Las prestadoras hicieron circular que la deuda global con todas ellas de alrededor de $ 500.000 millones
“Hasta hace dos años o más, si Pami un mes no pagaba había un colchón. Hoy como los valores no se actualizaron como correspondía y como indicaba la ley, se vive con lo justo. La Ley de Emergencia obligó al Ministerio a llevar los valores al nivel de diciembre de 2023. Era una masa de 36% que se tendría que haber actualizado en enero. La Justicia los obligó, pero hicieron un plan para ir pagando mes a mes. Después empezaron a actualizar según inflación, pero ese 36 nos mató. Son dos situaciones que se suman: desactualización de valores (del nomenclador) y la demora del pago”, explica.
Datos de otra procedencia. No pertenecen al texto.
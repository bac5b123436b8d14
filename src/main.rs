//! Provision CLI: inspect resolved workflows and client configurations.
//!
//! The resolved value goes to stdout; provenance and diagnostics go to stderr
//! so output stays pipeable.

mod cli;

use std::sync::Arc;

use anyhow::Result;
use clap::Parser;

use provision::host::{DirBundle, HttpBundle, JsonFileStore};
use provision::{generate_passcode_and_config, ContextResolver, RuntimeValues};

use cli::{Cli, Commands};

#[tokio::main]
async fn main() -> Result<()> {
    let args = Cli::parse();

    let level = if args.verbose {
        tracing::Level::DEBUG
    } else {
        tracing::Level::WARN
    };
    tracing_subscriber::fmt()
        .with_max_level(level)
        .with_writer(std::io::stderr)
        .init();

    let mut resolver = ContextResolver::new();
    if let Some(dir) = &args.bundle_dir {
        resolver = resolver.with_bundle(Arc::new(DirBundle::new(dir)));
    } else if let Some(url) = &args.bundle_url {
        resolver = resolver.with_bundle(Arc::new(HttpBundle::new(url.clone())));
    }
    if let Some(path) = &args.storage {
        resolver = resolver.with_store(Arc::new(JsonFileStore::new(path)));
    } else if let Some(store) = JsonFileStore::default_location() {
        resolver = resolver.with_store(Arc::new(store));
    }

    match args.command {
        Commands::Workflow { name } => match resolver.resolve_workflow(&name).await {
            Some(resolved) => {
                eprintln!("source: {}", resolved.source);
                print!("{}", serde_yaml::to_string(&resolved.value)?);
            }
            None => {
                eprintln!("no workflow named '{name}'");
                std::process::exit(1);
            }
        },
        Commands::Config {
            name,
            agent_url,
            boot_url,
            passcode,
            bran,
            aid_name,
        } => {
            let runtime = RuntimeValues {
                agent_url,
                boot_url,
                passcode,
                bran,
                aid_name,
            };
            match resolver.resolve_client_config(&name, &runtime).await {
                Some(resolved) => {
                    eprintln!("source: {}", resolved.source);
                    println!("{}", serde_json::to_string_pretty(&resolved.value)?);
                }
                None => {
                    eprintln!("could not resolve configuration '{name}'");
                    std::process::exit(1);
                }
            }
        }
        Commands::Passcode => {
            let (passcode, config) = generate_passcode_and_config();
            eprintln!("passcode: {passcode}");
            println!("{}", serde_json::to_string_pretty(&config)?);
        }
        Commands::List => {
            for name in resolver.list_workflows().await {
                println!("{name}");
            }
        }
    }

    Ok(())
}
“Mes a mes se deteriora la situación. En el caso de Pami, en algunas seccionales empezaron a abonar noviembre. En otras, todavía no. Los prestadores continúan reclamando. En el caso de Incluir Salud, en Capital se debe desde octubre inclusive. Y en Provincia de Buenos Aires desde noviembre. Con el agravante de que la situación de los prestadores de transporte es aún peor por los aumentos que sufrió la nafta”, apunta Fernando Gantesti, de la Asociación de Transportistas para Personas con Discapacidad. “Como siempre, repercute en las personas con discapacidad, en su calidad de vida, en los tratamientos que tienen que recibir y no reciben”, remarca.
Según otra fuente del sector, tras varias reuniones y reclamos de representantes de cámaras de discapacidad por las deudas que había hasta fines de marzo, se concretaron pagos pendientes de Pami en Buenos Aires, Córdoba y Santa Fe. “En el resto del país se comprometieron para la primera quincena de abril, con lo cual el interior está muy complicado aún por falta de pagos”.
El martes pasado, el Foro Permanente de Discapacidad hizo pública una nueva carta a legisladores por la gravedad de la crisis que sacude al sector. Entre los factores incluyeron que “Pami paga con atraso” e “Incluir Salud adeuda meses”.
En relación a Incluir Salud, uno de los argumentos que usa el Gobierno para justificar las demoras tiene que ver con la disolución de la Agencia Nacional de Discapacidad –en el marco de un escándalo de corrupción que aún se investiga- y su traspaso como Secretaría al Ministerio de Salud. “Les pagaron a los que tienen convenios firmados y subidos al sistema, pero dejaron al resto con la excusa de que no encuentran los convenios o no tienen las firmas. Hubo una reunión la semana que pasó y tomaron el compromiso de ponerse a tiro con la digitalización de convenios y firmas de los que faltan. En esos casos hay demoras desde noviembre”. El problema central es que una demora de 24 horas en un tema de salud, puede ser causal de muerte y a pesar de ello no hay quien se ocupe de resolverlo, y le echan la culpa al inmediato superior. Parafraseando al presidente: “A nadie le importa un carajo”.